I have to admit to being amused that the members of that rock group are getting so old. I hand it to them for still having enough energy to go on tour, particularly Mick Jagger considering that he recently had open heart surgery. I have always liked his style and now he’s serving as an inspiration for all of us who are tempted to surrender to our aging bodies. If he can strut about for a few hours, then surely we can do those crunches at the gym and push ourselves to keep moving.

I’m happy to report that a cardiologist recently pronounced that he doesn’t think that I will ever need his services. My heart is strong and showing no signs of slowing down. When it comes to hair, however, I seeing major signs of thinning. I actually had someone recently suggest that I use a hair growth shampoo or consider adding some hair extensions or even investing in a wig. The truth is I had no hair when I was born and it took almost two years before I had enough to resemble a girl. I’ve fought and lost the hair battle for most of my life, so nothing is new in that regard. The good news is that even after five months of growth I have so little gray that most people would not even notice it. In that regard I appear to take after the people on my mother’s side of the family. Those women live long and with very few problems, but they usually end up unable to walk.

Recently I went to the nursing home where my one hundred year old aunt now lives. She looks remarkably healthy and has an astounding sense of humor even though she has a difficult time hearing these days. She laughed and joked the whole time I was there and but for the fact that she is wheelchair bound she doesn’t fit in the others who live around her. So many of the other people appear to be completely out of it, unaware of what is actually happening. I doubt that they would be able to hold a coherent conversation much less remember things the way my aunt can.

I suppose that if I am to live as long as the ladies in my family it won’t be so bad if I am as alert as they are. I’d pass my time reading and writing and watching a bit of television. I’d get some good hearing aides from Costco (Yes, I love going there!) and I’d manage to keep my mind busy. On the other hand, I have to admit that I don’t like the idea of being wheelchair bound but most people get there after a certain age. Having to roll around isn’t nearly as bad as losing memories or dealing with dementia. Besides my doctor tells me that some great therapies are on the horizon that will keep most people upright and moving much longer than people now do. He tells me that I may never end up confined to a wheelchair like everyone in my family has done once they reach a certain age.

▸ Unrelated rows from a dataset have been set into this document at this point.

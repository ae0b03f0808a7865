//! Terminal output helpers: the source-statistics table, compiler
//! diagnostic coloring, and RAM/ROM usage bars.

use colored::Colorize;
use regex::Regex;
use std::cmp;
use std::sync::OnceLock;

/// Small box-drawing table for build statistics.
pub struct Table {
    headers: Vec<String>,
    rows: Vec<Vec<String>>,
}

impl Table {
    pub fn new(headers: &[&str]) -> Self {
        Table {
            headers: headers.iter().map(|s| s.to_string()).collect(),
            rows: Vec::new(),
        }
    }

    pub fn add_row(&mut self, row: Vec<String>) {
        if row.len() == self.headers.len() {
            self.rows.push(row);
        }
    }

    pub fn print(&self) {
        if self.headers.is_empty() {
            return;
        }

        let mut widths: Vec<usize> = self
            .headers
            .iter()
            .map(|h| h.chars().count())
            .collect();
        for row in &self.rows {
            for (i, cell) in row.iter().enumerate() {
                widths[i] = cmp::max(widths[i], cell.chars().count());
            }
        }

        // clamp to the terminal so long cells cannot wrap the frame
        let term_width = console::Term::stdout().size().1 as usize;
        let overhead = 3 + 3 * widths.len();
        while widths.iter().sum::<usize>() + overhead > term_width {
            match widths.iter_mut().max().filter(|w| **w > 8) {
                Some(widest) => *widest -= 1,
                None => break,
            }
        }

        let frame = |left: &str, mid: &str, right: &str| {
            let mut line = format!("  {}", left);
            for (i, width) in widths.iter().enumerate() {
                line.push_str(&"─".repeat(width + 2));
                line.push_str(if i + 1 < widths.len() { mid } else { right });
            }
            line
        };

        println!("{}", frame("┌", "┬", "┐"));
        print!("  │");
        for (header, width) in self.headers.iter().zip(&widths) {
            let text = console::truncate_str(header, *width, "...");
            let pad = width.saturating_sub(text.chars().count());
            print!(" {}{} │", text.bold(), " ".repeat(pad));
        }
        println!();
        println!("{}", frame("├", "┼", "┤"));
        for row in &self.rows {
            print!("  │");
            for (cell, width) in row.iter().zip(&widths) {
                let text = console::truncate_str(cell, *width, "...");
                let pad = width.saturating_sub(text.chars().count());
                print!(" {}{} │", text, " ".repeat(pad));
            }
            println!();
        }
        println!("{}", frame("└", "┴", "┘"));
    }
}

struct DiagnosticMatchers {
    error: Regex,
    warning: Regex,
    note: Regex,
    caret: Regex,
}

fn matchers() -> &'static DiagnosticMatchers {
    static MATCHERS: OnceLock<DiagnosticMatchers> = OnceLock::new();
    MATCHERS.get_or_init(|| DiagnosticMatchers {
        error: Regex::new(r"(?i)\b(error|fatal error)\b\s*(:|#?\d)").unwrap(),
        warning: Regex::new(r"(?i)\bwarning\b\s*(:|#?\d)").unwrap(),
        note: Regex::new(r"(?i)\b(note|info|remark)\b\s*:").unwrap(),
        caret: Regex::new(r"^\s*[\^~|]+\s*$").unwrap(),
    })
}

/// Color compiler output line by line: errors red, warnings yellow, notes
/// cyan, source carets dimmed. Unrecognized lines pass through unchanged.
pub fn colorize_diagnostics(text: &str) -> String {
    let m = matchers();
    text.lines()
        .map(|line| {
            if m.error.is_match(line) {
                line.red().to_string()
            } else if m.warning.is_match(line) {
                line.yellow().to_string()
            } else if m.note.is_match(line) {
                line.cyan().to_string()
            } else if m.caret.is_match(line) {
                line.dimmed().to_string()
            } else {
                line.to_string()
            }
        })
        .collect::<Vec<_>>()
        .join("\n")
}

/// Ten-segment usage bar: `[████████░░] 80.0% RAM (2048/2560 B)`.
/// Green below 80%, yellow below 95%, red at and above.
pub fn usage_bar(label: &str, used: u64, budget: u64) -> String {
    if budget == 0 {
        return format!("{}: {} B (no budget configured)", label, used);
    }
    let ratio = used as f64 / budget as f64;
    let filled = cmp::min((ratio * 10.0).round() as usize, 10);
    let bar = format!("{}{}", "█".repeat(filled), "░".repeat(10 - filled));
    let percent = format!("{:.1}%", ratio * 100.0);

    let colored_bar = if ratio >= 0.95 {
        bar.red().to_string()
    } else if ratio >= 0.80 {
        bar.yellow().to_string()
    } else {
        bar.green().to_string()
    };

    format!("[{}] {} {} ({}/{} B)", colored_bar, percent, label, used, budget)
}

I also have some of the genetics of my paternal grandfather who was a kind of superman. He lived to one hundred eight years of age and was clear headed and able to care for himself until his last few months. He was hanging wood panelling in his house and reading biographies of Thomas Jefferson well past one hundred. He only stopped driving because he felt that it was the appropriate thing to do. I have some of his same DNA in my body, so it’s likely that I will hang around for a quite a bit longer.

I’m not necessarily of the mind that long life is better. It all depends on what kind of life it becomes. I saw those poor souls sitting all alone in the living room of the nursing home, staring into the air and even making incomprehensible noises. I don’t know if they are suffering or not, but surely it must be difficult for members of their families to see them that way. I know that both my mother and my mother-in-law prayed that they would never have to be confined to months or years of being trapped inside minds unable to fully express themselves, and I have to admit that it seems quite sad when it happens to someone.

I suppose that none of us know how much or how little time we will have on this earth so the old saw that we need to make the most of each day becomes more and more true with each birthday. In 1979 I was thirty one years old and literally at the peak of my intellect, my appearance and my health. I laughed at the very thought of growing old. Now almost  forty years later I’m still going fairly strong, so I intend to make the very best of every single moment. I’m taking trips, attending rock concerts, enjoying family and friends. Who knows what the future may hold!